Any mayoral victory in November opens the door for the next wave of progressive politicians as the movement works to build its bench. It also offers proving grounds for progressive policies that are “grounded in the day-to-day details of people’s lives,” Wu said.
Polls show Wu’s policies are already popular with Boston voters. Nearly 60 percent supported bringing back rent control, one of Wu’s signature policies, in a recent Suffolk University/Boston Globe/NBC10 poll, and 65 percent supported an entirely free public transit system, another one of her calls, in a MassINC Polling Group survey earlier this year.
“Voters believe that the kind of change Michelle Wu’s talking about is the kind of aggressive change they’re looking for because they’re tired of waiting, and I think that’s true across the country,” veteran Boston-based Democratic strategist Mary Anne Marsh, who’s unaffiliated in the city’s mayoral race, said.
While the issues dominating mayoral races are often far more immediate and granular than those debated ad nauseam in Washington, progressives who win next week can still help put the larger movement’s message to the test with the urban Democratic base ahead of next year’s midterms.

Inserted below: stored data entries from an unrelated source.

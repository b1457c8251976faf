//! Configuration types for neural_cad.
//!
//! Burn-style configuration structs for the point encoder, the generation
//! pipeline and program execution. All of them save to and load from JSON.

mod exec;
mod model;

pub use exec::ExecutionConfig;
pub use model::{
    CadRecodeConfig, GenerationConfig, PointEncoderConfig, Precision, TokenMarkers,
    DEFAULT_NUM_BANDS,
};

“Democrats should look at what’s bubbling up at the local level when they’re thinking about the midterms. And I think they’ll see after the Nov. 2 election that people do want progressive leadership,” Chappell, of Our Revolution, said. “A couple of congressional races that had tons and tons of money dumped into them are not necessarily the indicator of where people want to go.”

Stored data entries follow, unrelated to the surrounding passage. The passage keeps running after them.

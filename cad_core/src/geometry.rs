//! Exact point and ray queries against single triangles.

use crate::types::Point3;

/// Rays closer to parallel than this are treated as missing the triangle.
const PARALLEL_EPSILON: f32 = 1e-9;

/// Compute the closest point on triangle `abc` to `p`.
///
/// Returns `(closest_point, barycentric_coordinates)` using the Voronoi-region
/// classification from Ericson's *Real-Time Collision Detection*.
pub fn closest_point_on_triangle(p: Point3, a: Point3, b: Point3, c: Point3) -> (Point3, [f32; 3]) {
    let ab = b - a;
    let ac = c - a;
    let ap = p - a;

    let d1 = ab.dot(ap);
    let d2 = ac.dot(ap);
    if d1 <= 0.0 && d2 <= 0.0 {
        return (a, [1.0, 0.0, 0.0]);
    }

    let bp = p - b;
    let d3 = ab.dot(bp);
    let d4 = ac.dot(bp);
    if d3 >= 0.0 && d4 <= d3 {
        return (b, [0.0, 1.0, 0.0]);
    }

    let vc = d1 * d4 - d3 * d2;
    if vc <= 0.0 && d1 >= 0.0 && d3 <= 0.0 {
        let v = d1 / (d1 - d3);
        return (a + ab * v, [1.0 - v, v, 0.0]);
    }

    let cp = p - c;
    let d5 = ab.dot(cp);
    let d6 = ac.dot(cp);
    if d6 >= 0.0 && d5 <= d6 {
        return (c, [0.0, 0.0, 1.0]);
    }

    let vb = d5 * d2 - d1 * d6;
    if vb <= 0.0 && d2 >= 0.0 && d6 <= 0.0 {
        let w = d2 / (d2 - d6);
        return (a + ac * w, [1.0 - w, 0.0, w]);
    }

    let va = d3 * d6 - d5 * d4;
    if va <= 0.0 && (d4 - d3) >= 0.0 && (d5 - d6) >= 0.0 {
        let w = (d4 - d3) / ((d4 - d3) + (d5 - d6));
        return (b + (c - b) * w, [0.0, 1.0 - w, w]);
    }

    let denom = 1.0 / (va + vb + vc);
    let v = vb * denom;
    let w = vc * denom;
    (a + ab * v + ac * w, [1.0 - v - w, v, w])
}

/// Intersect a ray with triangle `abc` (Möller–Trumbore).
///
/// Returns the ray parameter `t > 0` of the hit, or `None` when the ray misses,
/// runs parallel to the triangle, or hits behind its origin.
pub fn ray_triangle_intersect(
    origin: Point3,
    dir: Point3,
    a: Point3,
    b: Point3,
    c: Point3,
) -> Option<f32> {
    let e1 = b - a;
    let e2 = c - a;
    let pvec = dir.cross(e2);
    let det = e1.dot(pvec);
    if libm::fabsf(det) < PARALLEL_EPSILON {
        return None;
    }
    let inv_det = 1.0 / det;

    let tvec = origin - a;
    let u = tvec.dot(pvec) * inv_det;
    if !(0.0..=1.0).contains(&u) {
        return None;
    }

    let qvec = tvec.cross(e1);
    let v = dir.dot(qvec) * inv_det;
    if v < 0.0 || u + v > 1.0 {
        return None;
    }

    let t = e2.dot(qvec) * inv_det;
    if t > 0.0 {
        Some(t)
    } else {
        None
    }
}
//! Program execution through the external CAD scripting kernel.
//!
//! Generated programs are untrusted. Each one runs in its own interpreter
//! process with a wall-clock limit; the process is killed when the limit
//! expires.

mod executor;
mod harness;

pub use executor::{CodeExecutor, ExecutionArtifacts};
pub use harness::{build_harness, STEP_PATH_VAR, STL_PATH_VAR, SYNTAX_CHECK};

While moderates hold up Adams in New York as a bellwether for the direction of the Democratic Party, progressive organizers point to their movement’s successes in the city’s council races in that very same primary. And they cite St. Louis, where progressive-backed Tishaura Jones swept into the mayor’s office in April.
“The point here is that voters and the electorate are sending a message that we want policy and investments that go as bold and as deep as the hurt and the disparities are,” Pressley, who backed Jones for mayor and has been endorsing progressives in municipal races across Massachusetts, said in an interview after campaigning recently for Wu in Boston. “And that means that we can’t be incremental.”
Back in Buffalo, Walton said in an interview that she “didn’t anticipate” her race “would inspire nationwide hopefulness for [progressives winning] executive offices.”
“But if it has,” she added, “I think that’s a good thing.”
Lisa Kashinsky reported from Boston. Bill Mahoney reported from Buffalo.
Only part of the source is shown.